As Clinical Outreach Dietitian for New Hanover Regional Medical Center in North Carolina, Skip Allen spends his days calling on discharged patients in their homes, seeing how he can help them manage their medical and social needs. A trained dietitian, he works to solve nutrition-related challenges that can jeopardize their recovery and impede their path to wellness.
“The goal is to help malnourished patients bridge the gap between the nutrition they receive in the hospital and what they experience once they return home,” Allen says. “Malnutrition can lead to dangerous health complications, prolonged hospital stays and readmissions. We want to make sure patients who leave our facility have what’s necessary to thrive.”
Launched with a grant from The Duke Endowment, New Hanover Regional Medical Center’s community dietitian initiative began in 2019. It’s modeled on the medical center’s successful community paramedicine program — and hospital leaders believe there’s nothing quite like it in the country.
‘Connected to Everything’
Malnutrition — the inadequate intake of nutrients over time — includes undernutrition (underweight) and overnutrition (overweight and obesity). Some researchers say it affects about half of the patients admitted to an acute hospital setting.

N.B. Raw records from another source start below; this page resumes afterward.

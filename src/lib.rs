use wasm_bindgen::prelude::*;
use web_sys::HtmlCanvasElement;

pub mod animation;
pub mod console;
pub mod entity;
pub mod growth;
pub mod lifecycle;
pub mod math;
pub mod render;
pub mod sim;

pub use growth::GrowthParams;
pub use lifecycle::GrowthController;

use render::CanvasSurface;

/// Initialize panic hook and console logging
#[wasm_bindgen(start)]
pub fn init() {
    #[cfg(feature = "console_error_panic_hook")]
    console_error_panic_hook::set_once();

    console::init(log::LevelFilter::Info);
}

/// Growth animation bound to a canvas element.
///
/// The page drives it: call `render(dt)` from `requestAnimationFrame` and
/// `resize(w, h)` after resizing the canvas.
#[wasm_bindgen]
pub struct GrowthCanvas {
    controller: GrowthController,
    surface: CanvasSurface,
}

#[wasm_bindgen]
impl GrowthCanvas {
    /// Start a growth animation with default parameters
    #[wasm_bindgen(constructor)]
    pub fn new(canvas: HtmlCanvasElement) -> Result<GrowthCanvas, JsValue> {
        Self::create(canvas, GrowthParams::default())
    }

    /// Start a growth animation with parameters from a YAML document
    #[wasm_bindgen]
    pub fn with_config(canvas: HtmlCanvasElement, yaml: &str) -> Result<GrowthCanvas, JsValue> {
        let params = GrowthParams::from_yaml(yaml).map_err(|e| {
            log::warn!("rejected growth config: {}", e);
            JsValue::from_str(&e)
        })?;
        Self::create(canvas, params)
    }

    fn create(canvas: HtmlCanvasElement, params: GrowthParams) -> Result<GrowthCanvas, JsValue> {
        let surface = CanvasSurface::from_canvas(&canvas)
            .map_err(|e| JsValue::from_str(&e))?;

        let seed = (js_sys::Math::random() * u64::MAX as f64) as u64;
        let controller = GrowthController::new(
            params,
            canvas.width() as f64,
            canvas.height() as f64,
            seed,
        );

        Ok(Self { controller, surface })
    }

    /// Advance by `dt` milliseconds and draw a frame
    #[wasm_bindgen]
    pub fn render(&mut self, dt: f64) {
        self.controller.frame(dt, &mut self.surface);
    }

    /// Adopt the new canvas size and regrow from scratch
    #[wasm_bindgen]
    pub fn resize(&mut self, width: f64, height: f64) {
        self.surface.invalidate();
        self.controller.resize(width, height);
    }

    /// Regrow from scratch without waiting for the idle timer
    #[wasm_bindgen]
    pub fn reset(&mut self) {
        self.controller.reset_simulation();
    }

    /// Live (fully grown) particles
    #[wasm_bindgen]
    pub fn particle_count(&self) -> usize {
        self.controller.simulation().live_count()
    }

    #[wasm_bindgen]
    pub fn line_count(&self) -> usize {
        self.controller.simulation().lines().len()
    }

    #[wasm_bindgen]
    pub fn expanded_center_count(&self) -> usize {
        self.controller.simulation().expanded_centers().len()
    }

    /// Whether the idle reset countdown is running
    #[wasm_bindgen]
    pub fn is_reset_pending(&self) -> bool {
        self.controller.is_reset_pending()
    }
}
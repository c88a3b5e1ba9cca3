//! `log` backend that writes to the browser console

use log::{Level, LevelFilter, Log, Metadata, Record};
use wasm_bindgen::JsValue;
use web_sys::console;

static LOGGER: ConsoleLogger = ConsoleLogger;

/// Forwards log records to `console.error/warn/info/debug`
pub struct ConsoleLogger;

impl Log for ConsoleLogger {
    fn enabled(&self, metadata: &Metadata) -> bool {
        metadata.level() <= log::max_level()
    }

    fn log(&self, record: &Record) {
        if !self.enabled(record.metadata()) {
            return;
        }
        let line = JsValue::from_str(&format!("[{}] {}", record.target(), record.args()));
        match record.level() {
            Level::Error => console::error_1(&line),
            Level::Warn => console::warn_1(&line),
            Level::Info => console::info_1(&line),
            Level::Debug | Level::Trace => console::debug_1(&line),
        }
    }

    fn flush(&self) {}
}

/// Install the console logger; later calls keep the first logger
pub fn init(level: LevelFilter) {
    if log::set_logger(&LOGGER).is_ok() {
        log::set_max_level(level);
    }
}
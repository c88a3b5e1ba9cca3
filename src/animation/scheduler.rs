//! Simulated-time task scheduler
//!
//! Replaces browser timers with plain records: every scheduled task carries
//! an operation tag, a due time and an optional period. The host advances
//! the clock once per frame and gets back the tasks that fell due.

/// Work the simulation performs on a timer
#[derive(Debug, Clone, Copy, PartialEq, Eq)]
pub enum Task {
    /// Grow every line one step (once per frame)
    AdvanceLines,
    /// Branch out of every active particle
    SpawnBranches,
    /// Throw the whole structure away and reseed
    IdleReset,
}

/// Handle to a scheduled task, used to cancel it
#[derive(Debug, Clone, Copy, PartialEq, Eq, Hash)]
pub struct TaskHandle(u64);

#[derive(Debug, Clone)]
struct ScheduledTask {
    handle: TaskHandle,
    task: Task,
    due_ms: f64,
    period_ms: Option<f64>,
}

/// Clock plus pending timed tasks
#[derive(Debug, Clone, Default)]
pub struct Scheduler {
    now_ms: f64,
    next_handle: u64,
    tasks: Vec<ScheduledTask>,
}

impl Scheduler {
    pub fn new() -> Self {
        Self::default()
    }

    /// Simulated milliseconds elapsed since creation
    pub fn now(&self) -> f64 {
        self.now_ms
    }

    /// Run `task` every `period_ms`, first after one full period
    pub fn every(&mut self, task: Task, period_ms: f64) -> TaskHandle {
        self.push(task, period_ms, Some(period_ms))
    }

    /// Run `task` once after `delay_ms`
    pub fn after(&mut self, task: Task, delay_ms: f64) -> TaskHandle {
        self.push(task, delay_ms, None)
    }

    fn push(&mut self, task: Task, delay_ms: f64, period_ms: Option<f64>) -> TaskHandle {
        let handle = TaskHandle(self.next_handle);
        self.next_handle += 1;
        self.tasks.push(ScheduledTask {
            handle,
            task,
            due_ms: self.now_ms + delay_ms.max(0.0),
            period_ms,
        });
        handle
    }

    /// Remove a pending task; returns false if it already fired or was cancelled
    pub fn cancel(&mut self, handle: TaskHandle) -> bool {
        let before = self.tasks.len();
        self.tasks.retain(|t| t.handle != handle);
        self.tasks.len() != before
    }

    pub fn is_pending(&self, handle: TaskHandle) -> bool {
        self.tasks.iter().any(|t| t.handle == handle)
    }

    pub fn pending(&self) -> usize {
        self.tasks.len()
    }

    /// Advance the clock by `dt_ms` and collect the tasks now due, earliest
    /// first.
    ///
    /// A repeating task fires at most once per call; periods missed during a
    /// long gap are skipped rather than replayed. One-shot tasks are removed.
    pub fn advance(&mut self, dt_ms: f64) -> Vec<Task> {
        if dt_ms.is_finite() && dt_ms > 0.0 {
            self.now_ms += dt_ms;
        }
        let now = self.now_ms;

        let mut due: Vec<(f64, u64, Task)> = Vec::new();
        self.tasks.retain_mut(|t| {
            if t.due_ms > now {
                return true;
            }
            due.push((t.due_ms, t.handle.0, t.task));
            match t.period_ms {
                Some(period) if period > 0.0 => {
                    let missed = ((now - t.due_ms) / period).floor() + 1.0;
                    t.due_ms += missed * period;
                    true
                }
                _ => false,
            }
        });

        due.sort_by(|a, b| a.0.total_cmp(&b.0).then(a.1.cmp(&b.1)));
        due.into_iter().map(|(_, _, task)| task).collect()
    }
}
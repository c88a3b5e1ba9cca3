use std::collections::HashSet;
use rand::rngs::StdRng;
use rand::{Rng, SeedableRng};
use crate::entity::{GrowStep, Line, Particle, ParticleId};
use crate::growth::GrowthParams;
use crate::math::Vec2;

/// All mutable state of one running growth simulation.
///
/// Particles live in an arena indexed by [`ParticleId`]. Particles at the
/// far end of a still-growing line sit in the arena but are not yet part of
/// the live population.
pub struct Simulation {
    pub params: GrowthParams,
    width: f64,
    height: f64,
    particles: Vec<Particle>,
    live: Vec<ParticleId>,
    lines: Vec<Line>,
    expanded_centers: HashSet<ParticleId>,
    rng: StdRng,
}

impl Simulation {
    /// Empty simulation; RNG seeded from `params.rng_seed` or `fallback_seed`
    pub fn new(params: GrowthParams, width: f64, height: f64, fallback_seed: u64) -> Self {
        let seed = params.rng_seed.unwrap_or(fallback_seed);
        let mut sim = Self {
            params,
            width: 0.0,
            height: 0.0,
            particles: Vec::new(),
            live: Vec::new(),
            lines: Vec::new(),
            expanded_centers: HashSet::new(),
            rng: StdRng::seed_from_u64(seed),
        };
        sim.set_bounds(width, height);
        sim
    }

    pub fn width(&self) -> f64 {
        self.width
    }

    pub fn height(&self) -> f64 {
        self.height
    }

    /// Update the viewport size; unusable dimensions collapse to zero
    pub fn set_bounds(&mut self, width: f64, height: f64) {
        self.width = sanitize_extent(width);
        self.height = sanitize_extent(height);
    }

    pub fn rng(&mut self) -> &mut StdRng {
        &mut self.rng
    }

    /// Uniformly random point inside the viewport
    pub fn random_point(&mut self) -> Vec2 {
        let x = self.rng.gen::<f64>() * self.width;
        let y = self.rng.gen::<f64>() * self.height;
        Vec2::new(x, y)
    }

    pub fn particle(&self, id: ParticleId) -> &Particle {
        &self.particles[id.0]
    }

    /// Every particle ever created since the last reset, pending ones included
    pub fn arena_len(&self) -> usize {
        self.particles.len()
    }

    /// Ids of the live population, in activation order
    pub fn live_ids(&self) -> &[ParticleId] {
        &self.live
    }

    pub fn live_particles(&self) -> impl Iterator<Item = (ParticleId, &Particle)> + '_ {
        self.live.iter().map(move |&id| (id, &self.particles[id.0]))
    }

    pub fn live_count(&self) -> usize {
        self.live.len()
    }

    pub fn lines(&self) -> &[Line] {
        &self.lines
    }

    pub fn expanded_centers(&self) -> &HashSet<ParticleId> {
        &self.expanded_centers
    }

    /// Create an inactive particle with random radius and color
    pub fn spawn_particle(&mut self, position: Vec2, growth_speed: f64) -> ParticleId {
        let particle = Particle::new(&mut self.rng, position, growth_speed, &self.params.particle_radius);
        let id = ParticleId(self.particles.len());
        self.particles.push(particle);
        id
    }

    /// Create a particle that is active and live from the start
    pub fn spawn_seed(&mut self, position: Vec2) -> ParticleId {
        let id = self.spawn_particle(position, self.params.normal_growth_speed);
        self.activate(id);
        id
    }

    /// Start a line growing from `start` toward `end`
    pub fn connect(&mut self, start: ParticleId, end: ParticleId) {
        let line = Line::new(start, &self.particles[start.0], end);
        self.lines.push(line);
    }

    /// Activate a particle and add it to the live population.
    ///
    /// A particle joins the population at most once.
    pub fn activate(&mut self, id: ParticleId) -> bool {
        let newly = self.particles[id.0].activate();
        if newly {
            self.live.push(id);
        }
        newly
    }

    /// Grow one line a single step, activating its end particle on completion
    pub fn grow_line(&mut self, index: usize) -> GrowStep {
        let end = self.lines[index].end;
        let target = self.particles[end.0].position;
        let step = self.lines[index].grow(target);
        if step == GrowStep::Completed {
            self.activate(end);
        }
        step
    }

    /// Grow every line one step; returns how many completed this step
    pub fn advance_lines(&mut self) -> usize {
        let mut completed = 0;
        for index in 0..self.lines.len() {
            if self.grow_line(index) == GrowStep::Completed {
                completed += 1;
            }
        }
        completed
    }

    pub fn set_growth_speed(&mut self, id: ParticleId, speed: f64) {
        self.particles[id.0].growth_speed = speed;
    }

    pub fn add_expanded_center(&mut self, id: ParticleId) -> bool {
        self.expanded_centers.insert(id)
    }

    /// Drop every particle, line and expanded center
    pub fn clear(&mut self) {
        self.particles.clear();
        self.live.clear();
        self.lines.clear();
        self.expanded_centers.clear();
    }
}

fn sanitize_extent(v: f64) -> f64 {
    if v.is_finite() && v > 0.0 { v } else { 0.0 }
}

Most at risk are people from lower socioeconomic backgrounds, seniors and patients with chronic illnesses.
Malnutrition isn’t a new problem, but it has often been poorly diagnosed, says Angela Lago, New Hanover’s Manager of Clinical Nutrition.
“Dietitians are leading the way in identifying it, treating it and showing how it negatively affects a patient’s ability to heal and recover,” she says. “Nutrition is connected to everything. We can’t expect our patients to bounce back from a stroke, fall, surgery or any other medical condition if their nutrition is inadequate.”
At New Hanover Regional Medical Center, an 800-bed facility in Wilmington, registered dietitians screen patients for malnutrition and begin a nutrition intervention based on the diagnosis. Discharge instructions include how to properly nourish to maintain or rebuild strength and lean muscle mass.
But before the community dietitian initiative began, patients often had setbacks after returning home — especially since malnourishment can often overlap with “food insecurity,” which the USDA defines as lacking consistent access to adequate food.
“We didn’t know if they had access to nutritious food, if family members were able to help them obtain or prepare meals, if they were able to retain and implement the nutrition education they received, or if they were following the nutrition care plan that was created specifically to help them heal,” Lago says. “We wanted to begin addressing the underlying causes of illness — one of which is a patient’s access and relationship with food.”